= Exercise requirements =
Return every line from the records below in which the word "second" is found.

= Supplied entries =
----------

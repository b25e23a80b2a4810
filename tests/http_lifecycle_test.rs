//! Exercises the HTTP surface across a full game lifecycle: room seeding (no
//! HTTP surface exists for that, so it goes through `GameServer::store()`
//! directly, mirroring how a lobby service would have already written the
//! room before a player hits `/v1/rooms/{id}/start`), then start, inspect,
//! act, continue, adjust settings, and leave entirely over HTTP.

mod support;

use axum::body::Body;
use axum::http::{Request, StatusCode};
use game_session_orchestrator::config::Config;
use game_session_orchestrator::server::create_router;
use serde_json::{json, Value};
use tower::ServiceExt;
use uuid::Uuid;

async fn send(
    app: &axum::Router,
    method: &str,
    uri: &str,
    auth: Option<&str>,
    body: Option<Value>,
) -> (StatusCode, Value) {
    let mut builder = Request::builder().method(method).uri(uri);
    if let Some(token) = auth {
        builder = builder.header("Authorization", token);
    }
    let body = match body {
        Some(v) => {
            builder = builder.header("content-type", "application/json");
            Body::from(serde_json::to_vec(&v).unwrap())
        }
        None => Body::empty(),
    };
    let request = builder.body(body).unwrap();
    let response = app.clone().oneshot(request).await.unwrap();
    let status = response.status();
    let bytes = axum::body::to_bytes(response.into_body(), usize::MAX)
        .await
        .unwrap();
    let json = if bytes.is_empty() {
        Value::Null
    } else {
        serde_json::from_slice(&bytes).unwrap_or(Value::Null)
    };
    (status, json)
}

#[tokio::test]
async fn full_lifecycle_through_http() {
    let server = support::build_server(Config::default()).await;
    let admin = Uuid::new_v4();
    let player = Uuid::new_v4();
    let room_id = support::seed_ready_room(&server, admin, &[player]).await;
    let app = create_router(server);

    let (status, body) = send(
        &app,
        "POST",
        &format!("/v1/rooms/{room_id}/start"),
        Some(&support::bearer(admin)),
        None,
    )
    .await;
    assert_eq!(status, StatusCode::OK);
    let game_id = body.as_str().unwrap();

    let (status, game) = send(&app, "GET", &format!("/v1/games/{game_id}"), None, None).await;
    assert_eq!(status, StatusCode::OK);
    assert_eq!(game["room_id"], json!(room_id));

    let (status, _) = send(
        &app,
        "POST",
        &format!("/v1/games/{game_id}/actions"),
        Some(&support::bearer(player)),
        Some(json!({ "action_text": "look around the room" })),
    )
    .await;
    assert!(
        status == StatusCode::OK || status == StatusCode::CONFLICT,
        "unexpected status {status}"
    );

    let (status, _) = send(
        &app,
        "POST",
        &format!("/v1/games/{game_id}/messages"),
        Some(&support::bearer(player)),
        Some(json!({ "content": "hello everyone" })),
    )
    .await;
    assert_eq!(status, StatusCode::OK);

    let (status, messages) = send(
        &app,
        "GET",
        &format!("/v1/games/{game_id}/messages"),
        None,
        None,
    )
    .await;
    assert_eq!(status, StatusCode::OK);
    assert_eq!(messages.as_array().unwrap().len(), 1);

    let (status, _) = send(
        &app,
        "PATCH",
        &format!("/v1/games/{game_id}/settings"),
        Some(&support::bearer(admin)),
        Some(json!({ "max_chapters": 5 })),
    )
    .await;
    assert_eq!(status, StatusCode::NO_CONTENT);

    let (status, game) = send(&app, "GET", &format!("/v1/games/{game_id}"), None, None).await;
    assert_eq!(status, StatusCode::OK);
    assert_eq!(game["max_chapters"], json!(5));

    let (status, _) = send(
        &app,
        "PATCH",
        &format!("/v1/games/{game_id}/settings"),
        Some(&support::bearer(player)),
        Some(json!({ "max_chapters": 3 })),
    )
    .await;
    assert_eq!(status, StatusCode::FORBIDDEN);

    let (status, _) = send(
        &app,
        "POST",
        &format!("/v1/games/{game_id}/leave"),
        Some(&support::bearer(player)),
        None,
    )
    .await;
    assert_eq!(status, StatusCode::NO_CONTENT);

    let (status, members) = send(
        &app,
        "GET",
        &format!("/v1/games/{game_id}/members"),
        None,
        None,
    )
    .await;
    assert_eq!(status, StatusCode::OK);
    assert_eq!(members.as_array().unwrap().len(), 1);
}

#[tokio::test]
async fn start_game_from_room_is_idempotent_over_http() {
    let server = support::build_server(Config::default()).await;
    let admin = Uuid::new_v4();
    let room_id = support::seed_ready_room(&server, admin, &[]).await;
    let app = create_router(server);

    let (status, first) = send(
        &app,
        "POST",
        &format!("/v1/rooms/{room_id}/start"),
        Some(&support::bearer(admin)),
        None,
    )
    .await;
    assert_eq!(status, StatusCode::OK);

    let (status, second) = send(
        &app,
        "POST",
        &format!("/v1/rooms/{room_id}/start"),
        Some(&support::bearer(admin)),
        None,
    )
    .await;
    assert_eq!(status, StatusCode::OK);
    assert_eq!(first, second);
}

#[tokio::test]
async fn start_game_from_room_rejects_non_admin() {
    let server = support::build_server(Config::default()).await;
    let admin = Uuid::new_v4();
    let other = Uuid::new_v4();
    let room_id = support::seed_ready_room(&server, admin, &[other]).await;
    let app = create_router(server);

    let (status, _) = send(
        &app,
        "POST",
        &format!("/v1/rooms/{room_id}/start"),
        Some(&support::bearer(other)),
        None,
    )
    .await;
    assert_eq!(status, StatusCode::FORBIDDEN);
}

#[tokio::test]
async fn settings_patch_rejects_out_of_bounds_max_chapters() {
    let server = support::build_server(Config::default()).await;
    let admin = Uuid::new_v4();
    let room_id = support::seed_ready_room(&server, admin, &[]).await;
    let app = create_router(server);

    let (_, game_id_json) = send(
        &app,
        "POST",
        &format!("/v1/rooms/{room_id}/start"),
        Some(&support::bearer(admin)),
        None,
    )
    .await;
    let game_id = game_id_json.as_str().unwrap();

    let (status, _) = send(
        &app,
        "PATCH",
        &format!("/v1/games/{game_id}/settings"),
        Some(&support::bearer(admin)),
        Some(json!({ "max_chapters": 0 })),
    )
    .await;
    assert_eq!(status, StatusCode::BAD_REQUEST);
}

----------

= Solution =
    let (status, second) = send(
    assert_eq!(first, second);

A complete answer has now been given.